- LISTED ENTRIES
[Start of section]

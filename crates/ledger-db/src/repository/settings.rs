//! # Settings Repository
//!
//! `Settings` is a key/value sheet. Keys are matched trimmed and
//! case-sensitively; the first row with a key wins.

use ledger_core::{col, Setting};
use tracing::debug;

use crate::error::StoreResult;
use crate::tables::LedgerTable;
use crate::workbook::{RowHandle, Workbook};

const TABLE: LedgerTable = LedgerTable::Settings;

/// Repository for settings rows.
#[derive(Debug, Clone)]
pub struct SettingsRepository {
    workbook: Workbook,
}

impl SettingsRepository {
    pub fn new(workbook: Workbook) -> Self {
        SettingsRepository { workbook }
    }

    pub async fn all(&self) -> StoreResult<Vec<Setting>> {
        let records = self.workbook.read_all(TABLE).await?;
        Ok(records.iter().map(Setting::from_record).collect())
    }

    /// Value of `key`, or `None` if the key has no row.
    pub async fn get(&self, key: &str) -> StoreResult<Option<String>> {
        match self.probe(key).await? {
            Some(handle) => self.workbook.read_field(&handle, col::VALUE).await,
            None => Ok(None),
        }
    }

    pub async fn probe(&self, key: &str) -> StoreResult<Option<RowHandle>> {
        self.workbook.probe(TABLE, key).await
    }

    /// Updates `key` in place, or appends it. Returns `true` when appended.
    pub async fn upsert(&self, key: &str, value: &str) -> StoreResult<bool> {
        match self.probe(key).await? {
            Some(handle) => {
                self.workbook.write_field(&handle, col::VALUE, value).await?;
                debug!(key, "Setting updated");
                Ok(false)
            }
            None => {
                let setting = Setting {
                    key: key.trim().to_string(),
                    value: value.to_string(),
                };
                self.workbook.append_record(TABLE, &setting.to_fields()).await?;
                debug!(key, "Setting added");
                Ok(true)
            }
        }
    }
}

#[cfg(test)]
mod tests {
    use super::*;
    use crate::store::memory::MemoryWorkbook;
    use std::sync::Arc;

    #[tokio::test]
    async fn test_upsert_updates_or_appends() {
        let mem = MemoryWorkbook::new().with_sheet(
            "Settings",
            &["Key", "Value"],
            &[&["TaxRate", "0.08"], &["CompanyName", "Acme"]],
        );
        let repo = Workbook::new(Arc::new(mem)).settings();

        assert!(!repo.upsert("TaxRate", "0.0825").await.unwrap());
        assert!(repo.upsert("VenmoUser", "@acme").await.unwrap());

        assert_eq!(repo.get("TaxRate").await.unwrap().as_deref(), Some("0.0825"));
        assert_eq!(repo.get("VenmoUser").await.unwrap().as_deref(), Some("@acme"));
        assert_eq!(repo.get("Missing").await.unwrap(), None);
        assert_eq!(repo.all().await.unwrap().len(), 3);
    }
}
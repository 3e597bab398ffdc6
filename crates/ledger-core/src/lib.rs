//! # ledger-core: Pure Business Logic for the Sheet Ledger
//!
//! This crate is the **heart** of the ledger. It holds every rule that decides
//! what gets written to the spreadsheet, as pure functions with zero I/O.
//!
//! ## Architecture Position
//! ```text
//! ┌─────────────────────────────────────────────────────────────────────────┐
//! │                        Sheet Ledger Architecture                        │
//! │                                                                         │
//! │  ┌─────────────────────────────────────────────────────────────────┐   │
//! │  │              Presentation (out of this workspace)               │   │
//! │  │     POS page ──► Kiosk ──► Customers ──► Reports ──► PDF        │   │
//! │  └─────────────────────────────┬───────────────────────────────────┘   │
//! │                                │                                        │
//! │  ┌─────────────────────────────▼───────────────────────────────────┐   │
//! │  │                    ledger-engine                                │   │
//! │  │    commit_sale, restock, sell_gift_certificate, reports         │   │
//! │  └─────────────────────────────┬───────────────────────────────────┘   │
//! │                                │                                        │
//! │  ┌─────────────────────────────▼───────────────────────────────────┐   │
//! │  │               ★ ledger-core (THIS CRATE) ★                      │   │
//! │  │                                                                 │   │
//! │  │   ┌─────────┐ ┌─────────┐ ┌─────────┐ ┌─────────┐ ┌─────────┐  │   │
//! │  │   │  money  │ │  sheet  │ │ costing │ │ commit  │ │ report  │  │   │
//! │  │   │  Money  │ │ Record  │ │ blend   │ │ stages  │ │ income  │  │   │
//! │  │   │         │ │ Schema  │ │ clamps  │ │         │ │ tax     │  │   │
//! │  │   └─────────┘ └─────────┘ └─────────┘ └─────────┘ └─────────┘  │   │
//! │  │                                                                 │   │
//! │  │   NO I/O • NO SHEETS • NO NETWORK • PURE FUNCTIONS              │   │
//! │  └─────────────────────────────────────────────────────────────────┘   │
//! │                                │                                        │
//! │  ┌─────────────────────────────▼───────────────────────────────────┐   │
//! │  │                    ledger-db (Sheet Store Adapter)              │   │
//! │  └─────────────────────────────────────────────────────────────────┘   │
//! └─────────────────────────────────────────────────────────────────────────┘
//! ```
//!
//! ## Modules
//!
//! - [`money`] - Money type with integer cents and cell parsing
//! - [`types`] - Ledger entities (InventoryItem, Customer, Transaction, ...)
//! - [`sheet`] - Header-resolved row model (`SheetSchema`, `Record`)
//! - [`costing`] - Weighted-average cost blend and non-negative clamps
//! - [`commit`] - Sale commit state machine
//! - [`pricing`] - Checkout quote (unit price, tax, credit)
//! - [`report`] - Income statement, tax liability, top sellers
//! - [`validation`] - Input validation before any write
//! - [`error`] - Domain error types
//!
//! ## Example Usage
//!
//! ```rust
//! use ledger_core::costing::blend_unit_cost;
//! use ledger_core::money::Money;
//!
//! // 10 on hand at $2.00, receive 10 more at $3.00
//! let cost = blend_unit_cost(10, 2.0, 10, 3.0);
//! assert!((cost - 2.5).abs() < 1e-9);
//!
//! assert_eq!(Money::parse("108.00").unwrap().cents(), 10_800);
//! ```

// =============================================================================
// Module Declarations
// =============================================================================

pub mod commit;
pub mod costing;
pub mod error;
pub mod money;
pub mod pricing;
pub mod report;
pub mod sheet;
pub mod types;
pub mod validation;

// =============================================================================
// Re-exports for Convenience
// =============================================================================

pub use commit::CommitStage;
pub use error::{CoreError, CoreResult, ValidationError};
pub use money::Money;
pub use sheet::{Field, Record, SheetSchema};
pub use types::*;

// =============================================================================
// Crate-Level Constants
// =============================================================================

/// Customer reference written on transactions without a registered customer.
pub const GUEST_CUSTOMER_ID: &str = "Guest";

/// SKU written on the line item of a gift certificate sale.
pub const GIFT_CERTIFICATE_SKU: &str = "GIFT-CERT";

/// Settings key holding the next sequential invoice number.
pub const NEXT_INVOICE_ID_KEY: &str = "NextInvoiceID";

/// Days until a `Pending` invoice falls due.
pub const DEFAULT_PENDING_DUE_DAYS: i64 = 30;

/// Maximum lines allowed in a single checkout.
///
/// ## Business Reason
/// A single batched append of line items stays well under the backend's
/// request size limits.
pub const MAX_CART_LINES: usize = 100;

/// Maximum quantity of a single line.
pub const MAX_LINE_QUANTITY: i64 = 9_999;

[End of section]

- YOUR OBJECTIVE
Among the lines of the preceding data, which ones hold the word "types"? List them.

- RESPONSE TO THIS TASK
//! - [`types`] - Ledger entities (InventoryItem, Customer, Transaction, ...)
//! - [`error`] - Domain error types
pub mod types;
pub use types::*;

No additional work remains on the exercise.